======== Data for the task ========

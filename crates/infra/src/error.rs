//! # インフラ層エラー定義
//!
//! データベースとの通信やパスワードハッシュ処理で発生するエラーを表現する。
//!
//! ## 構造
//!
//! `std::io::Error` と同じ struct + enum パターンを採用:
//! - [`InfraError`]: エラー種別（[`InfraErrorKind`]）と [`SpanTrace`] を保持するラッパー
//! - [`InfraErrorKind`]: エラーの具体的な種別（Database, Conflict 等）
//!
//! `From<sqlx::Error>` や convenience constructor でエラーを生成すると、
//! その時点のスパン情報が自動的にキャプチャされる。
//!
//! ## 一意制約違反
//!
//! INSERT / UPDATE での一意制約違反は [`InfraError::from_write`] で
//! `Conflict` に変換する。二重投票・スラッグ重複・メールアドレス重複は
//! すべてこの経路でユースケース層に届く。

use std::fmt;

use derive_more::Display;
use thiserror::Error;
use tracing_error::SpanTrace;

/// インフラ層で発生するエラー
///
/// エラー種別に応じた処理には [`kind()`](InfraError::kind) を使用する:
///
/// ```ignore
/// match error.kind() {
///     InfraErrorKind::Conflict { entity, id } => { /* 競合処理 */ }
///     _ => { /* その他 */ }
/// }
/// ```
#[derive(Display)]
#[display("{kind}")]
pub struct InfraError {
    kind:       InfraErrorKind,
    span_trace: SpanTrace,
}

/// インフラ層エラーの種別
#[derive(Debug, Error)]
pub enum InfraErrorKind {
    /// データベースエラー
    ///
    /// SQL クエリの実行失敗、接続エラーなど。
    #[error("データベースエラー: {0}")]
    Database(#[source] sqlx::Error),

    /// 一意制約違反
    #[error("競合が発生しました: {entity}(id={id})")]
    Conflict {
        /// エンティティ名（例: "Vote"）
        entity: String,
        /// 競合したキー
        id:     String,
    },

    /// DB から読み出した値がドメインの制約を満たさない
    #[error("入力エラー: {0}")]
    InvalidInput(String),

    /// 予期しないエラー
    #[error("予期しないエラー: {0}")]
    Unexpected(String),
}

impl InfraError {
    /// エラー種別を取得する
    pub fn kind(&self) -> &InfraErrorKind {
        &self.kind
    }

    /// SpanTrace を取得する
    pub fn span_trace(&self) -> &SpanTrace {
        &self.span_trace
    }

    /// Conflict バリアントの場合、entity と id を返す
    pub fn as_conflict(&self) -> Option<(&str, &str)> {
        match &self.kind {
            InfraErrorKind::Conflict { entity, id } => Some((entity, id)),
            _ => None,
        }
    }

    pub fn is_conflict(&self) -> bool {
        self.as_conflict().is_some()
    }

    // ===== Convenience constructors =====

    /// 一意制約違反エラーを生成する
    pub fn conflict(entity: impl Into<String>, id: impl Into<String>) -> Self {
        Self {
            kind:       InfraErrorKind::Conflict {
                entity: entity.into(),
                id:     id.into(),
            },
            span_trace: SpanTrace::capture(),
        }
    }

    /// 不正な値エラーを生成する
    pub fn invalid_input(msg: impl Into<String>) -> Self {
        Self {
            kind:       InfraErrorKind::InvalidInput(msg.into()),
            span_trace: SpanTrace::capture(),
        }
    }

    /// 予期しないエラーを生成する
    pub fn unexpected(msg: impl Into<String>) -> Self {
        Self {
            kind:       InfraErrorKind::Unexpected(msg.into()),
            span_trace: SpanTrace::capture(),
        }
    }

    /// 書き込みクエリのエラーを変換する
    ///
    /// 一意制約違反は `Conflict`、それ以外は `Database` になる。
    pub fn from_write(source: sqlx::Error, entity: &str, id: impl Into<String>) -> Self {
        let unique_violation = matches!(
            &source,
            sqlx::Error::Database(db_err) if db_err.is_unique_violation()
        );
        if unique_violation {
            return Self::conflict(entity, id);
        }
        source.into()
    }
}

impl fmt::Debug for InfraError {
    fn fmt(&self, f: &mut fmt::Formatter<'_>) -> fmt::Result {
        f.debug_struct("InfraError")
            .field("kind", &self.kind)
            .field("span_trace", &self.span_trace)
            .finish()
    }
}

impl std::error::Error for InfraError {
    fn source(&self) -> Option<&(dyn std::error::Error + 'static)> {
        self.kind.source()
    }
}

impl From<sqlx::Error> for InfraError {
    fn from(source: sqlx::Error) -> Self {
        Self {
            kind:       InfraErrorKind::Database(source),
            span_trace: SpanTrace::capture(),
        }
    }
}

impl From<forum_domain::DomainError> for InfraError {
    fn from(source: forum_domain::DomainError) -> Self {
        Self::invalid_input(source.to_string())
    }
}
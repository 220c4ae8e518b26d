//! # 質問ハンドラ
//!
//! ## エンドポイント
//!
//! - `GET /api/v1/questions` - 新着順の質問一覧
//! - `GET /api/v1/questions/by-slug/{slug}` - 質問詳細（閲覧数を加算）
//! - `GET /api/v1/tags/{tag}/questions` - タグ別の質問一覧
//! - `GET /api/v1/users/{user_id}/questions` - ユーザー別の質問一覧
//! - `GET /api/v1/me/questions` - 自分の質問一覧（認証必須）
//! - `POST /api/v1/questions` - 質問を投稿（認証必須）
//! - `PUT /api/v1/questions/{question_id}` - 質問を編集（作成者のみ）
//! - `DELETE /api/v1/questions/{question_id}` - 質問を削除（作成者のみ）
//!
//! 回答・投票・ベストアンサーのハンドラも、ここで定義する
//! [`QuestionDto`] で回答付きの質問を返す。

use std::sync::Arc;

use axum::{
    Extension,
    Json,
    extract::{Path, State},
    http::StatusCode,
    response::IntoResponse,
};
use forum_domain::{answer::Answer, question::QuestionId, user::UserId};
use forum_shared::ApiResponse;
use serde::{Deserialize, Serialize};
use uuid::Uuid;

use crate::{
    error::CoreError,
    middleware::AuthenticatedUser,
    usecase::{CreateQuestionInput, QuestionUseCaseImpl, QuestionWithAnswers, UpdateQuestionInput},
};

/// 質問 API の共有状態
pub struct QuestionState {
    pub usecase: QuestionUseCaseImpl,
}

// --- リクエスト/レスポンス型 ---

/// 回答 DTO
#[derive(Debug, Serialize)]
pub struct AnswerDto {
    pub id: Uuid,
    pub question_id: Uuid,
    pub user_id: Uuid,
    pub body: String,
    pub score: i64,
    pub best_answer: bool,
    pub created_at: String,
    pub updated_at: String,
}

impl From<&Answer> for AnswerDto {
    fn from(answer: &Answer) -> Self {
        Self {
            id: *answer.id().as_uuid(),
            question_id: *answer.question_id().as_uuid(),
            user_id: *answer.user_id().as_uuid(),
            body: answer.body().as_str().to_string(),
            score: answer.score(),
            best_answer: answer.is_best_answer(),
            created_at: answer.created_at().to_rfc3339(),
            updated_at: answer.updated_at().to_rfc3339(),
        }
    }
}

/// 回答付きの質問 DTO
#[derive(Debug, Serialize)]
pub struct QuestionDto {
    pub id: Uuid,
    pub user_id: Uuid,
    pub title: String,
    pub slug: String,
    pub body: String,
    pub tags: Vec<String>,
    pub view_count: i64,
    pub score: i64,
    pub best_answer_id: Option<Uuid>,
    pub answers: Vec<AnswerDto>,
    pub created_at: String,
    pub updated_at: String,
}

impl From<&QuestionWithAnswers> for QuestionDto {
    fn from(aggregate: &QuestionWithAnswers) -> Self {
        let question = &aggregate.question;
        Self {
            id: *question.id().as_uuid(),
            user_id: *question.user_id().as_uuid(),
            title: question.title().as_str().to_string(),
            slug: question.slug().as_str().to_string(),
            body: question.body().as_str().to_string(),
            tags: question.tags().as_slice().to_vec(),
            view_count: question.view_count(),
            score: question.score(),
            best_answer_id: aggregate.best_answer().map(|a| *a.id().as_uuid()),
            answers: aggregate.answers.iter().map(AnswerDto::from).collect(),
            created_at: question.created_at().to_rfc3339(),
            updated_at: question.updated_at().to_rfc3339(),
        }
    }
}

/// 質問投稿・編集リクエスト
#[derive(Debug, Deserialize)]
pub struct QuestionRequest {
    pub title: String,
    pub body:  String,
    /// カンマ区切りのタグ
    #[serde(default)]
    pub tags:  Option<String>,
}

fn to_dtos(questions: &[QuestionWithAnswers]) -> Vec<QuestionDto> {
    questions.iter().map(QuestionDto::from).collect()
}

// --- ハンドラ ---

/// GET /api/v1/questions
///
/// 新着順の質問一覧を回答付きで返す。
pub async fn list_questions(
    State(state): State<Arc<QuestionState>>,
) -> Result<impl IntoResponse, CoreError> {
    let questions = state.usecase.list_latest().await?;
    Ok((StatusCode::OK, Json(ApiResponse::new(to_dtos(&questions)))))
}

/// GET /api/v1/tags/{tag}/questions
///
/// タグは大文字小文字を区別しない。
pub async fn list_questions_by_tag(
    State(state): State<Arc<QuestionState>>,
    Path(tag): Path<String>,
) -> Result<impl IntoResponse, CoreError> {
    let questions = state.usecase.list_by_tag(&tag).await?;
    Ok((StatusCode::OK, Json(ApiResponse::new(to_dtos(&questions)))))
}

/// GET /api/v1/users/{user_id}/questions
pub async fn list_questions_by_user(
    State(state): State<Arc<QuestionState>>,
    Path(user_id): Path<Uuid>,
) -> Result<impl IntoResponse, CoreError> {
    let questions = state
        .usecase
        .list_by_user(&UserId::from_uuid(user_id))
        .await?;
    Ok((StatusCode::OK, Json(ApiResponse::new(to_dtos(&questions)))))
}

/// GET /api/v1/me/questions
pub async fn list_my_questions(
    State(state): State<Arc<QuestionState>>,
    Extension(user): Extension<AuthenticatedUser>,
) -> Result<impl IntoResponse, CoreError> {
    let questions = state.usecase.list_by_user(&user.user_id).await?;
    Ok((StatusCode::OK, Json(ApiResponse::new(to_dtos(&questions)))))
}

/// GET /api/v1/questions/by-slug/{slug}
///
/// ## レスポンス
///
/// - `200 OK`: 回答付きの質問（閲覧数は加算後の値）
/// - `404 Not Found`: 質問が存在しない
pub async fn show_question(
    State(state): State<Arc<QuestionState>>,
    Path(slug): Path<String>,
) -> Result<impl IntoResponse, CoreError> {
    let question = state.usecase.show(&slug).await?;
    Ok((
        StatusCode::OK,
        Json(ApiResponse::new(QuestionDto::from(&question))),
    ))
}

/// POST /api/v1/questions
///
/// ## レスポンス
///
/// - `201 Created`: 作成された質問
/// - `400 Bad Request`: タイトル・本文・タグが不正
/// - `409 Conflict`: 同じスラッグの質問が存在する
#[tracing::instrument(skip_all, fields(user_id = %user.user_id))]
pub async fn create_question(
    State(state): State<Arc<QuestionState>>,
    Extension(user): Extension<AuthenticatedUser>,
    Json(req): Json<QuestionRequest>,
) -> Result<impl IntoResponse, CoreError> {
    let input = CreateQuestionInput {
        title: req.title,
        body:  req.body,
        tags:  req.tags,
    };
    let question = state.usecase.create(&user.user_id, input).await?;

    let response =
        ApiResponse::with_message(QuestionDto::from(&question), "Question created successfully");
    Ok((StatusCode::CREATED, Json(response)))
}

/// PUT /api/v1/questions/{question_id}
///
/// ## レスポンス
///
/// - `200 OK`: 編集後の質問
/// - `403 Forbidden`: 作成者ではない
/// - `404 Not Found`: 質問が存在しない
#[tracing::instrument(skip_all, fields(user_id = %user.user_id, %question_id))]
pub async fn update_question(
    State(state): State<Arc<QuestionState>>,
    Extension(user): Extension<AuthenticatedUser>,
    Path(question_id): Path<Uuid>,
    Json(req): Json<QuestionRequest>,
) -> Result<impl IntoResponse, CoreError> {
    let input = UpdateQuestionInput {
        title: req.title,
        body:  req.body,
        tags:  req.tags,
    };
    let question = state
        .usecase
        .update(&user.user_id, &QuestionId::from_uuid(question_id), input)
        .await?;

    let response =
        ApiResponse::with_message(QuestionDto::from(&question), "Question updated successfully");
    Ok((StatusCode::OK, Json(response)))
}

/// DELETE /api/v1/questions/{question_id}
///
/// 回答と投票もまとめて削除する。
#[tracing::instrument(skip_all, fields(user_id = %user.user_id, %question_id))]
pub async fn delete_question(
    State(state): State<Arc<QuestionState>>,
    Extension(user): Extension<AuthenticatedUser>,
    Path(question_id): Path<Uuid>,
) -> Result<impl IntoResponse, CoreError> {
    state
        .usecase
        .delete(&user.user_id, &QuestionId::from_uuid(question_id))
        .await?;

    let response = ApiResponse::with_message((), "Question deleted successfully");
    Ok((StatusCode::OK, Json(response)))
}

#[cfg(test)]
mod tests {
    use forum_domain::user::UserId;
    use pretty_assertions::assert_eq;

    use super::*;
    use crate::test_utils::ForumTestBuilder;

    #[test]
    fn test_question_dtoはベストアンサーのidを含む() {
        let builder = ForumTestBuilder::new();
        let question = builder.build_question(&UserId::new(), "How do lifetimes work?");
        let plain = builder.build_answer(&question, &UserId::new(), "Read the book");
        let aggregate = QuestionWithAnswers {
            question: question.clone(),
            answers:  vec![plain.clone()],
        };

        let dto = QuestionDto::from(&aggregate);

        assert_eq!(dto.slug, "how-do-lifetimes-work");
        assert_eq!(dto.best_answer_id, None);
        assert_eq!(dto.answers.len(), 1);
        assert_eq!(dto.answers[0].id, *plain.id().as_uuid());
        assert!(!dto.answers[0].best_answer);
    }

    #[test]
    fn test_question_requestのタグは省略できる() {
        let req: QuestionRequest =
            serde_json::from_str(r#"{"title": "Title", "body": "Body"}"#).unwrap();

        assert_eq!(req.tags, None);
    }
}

========

Say how many lines in the records above hold "None", and give no other text.

3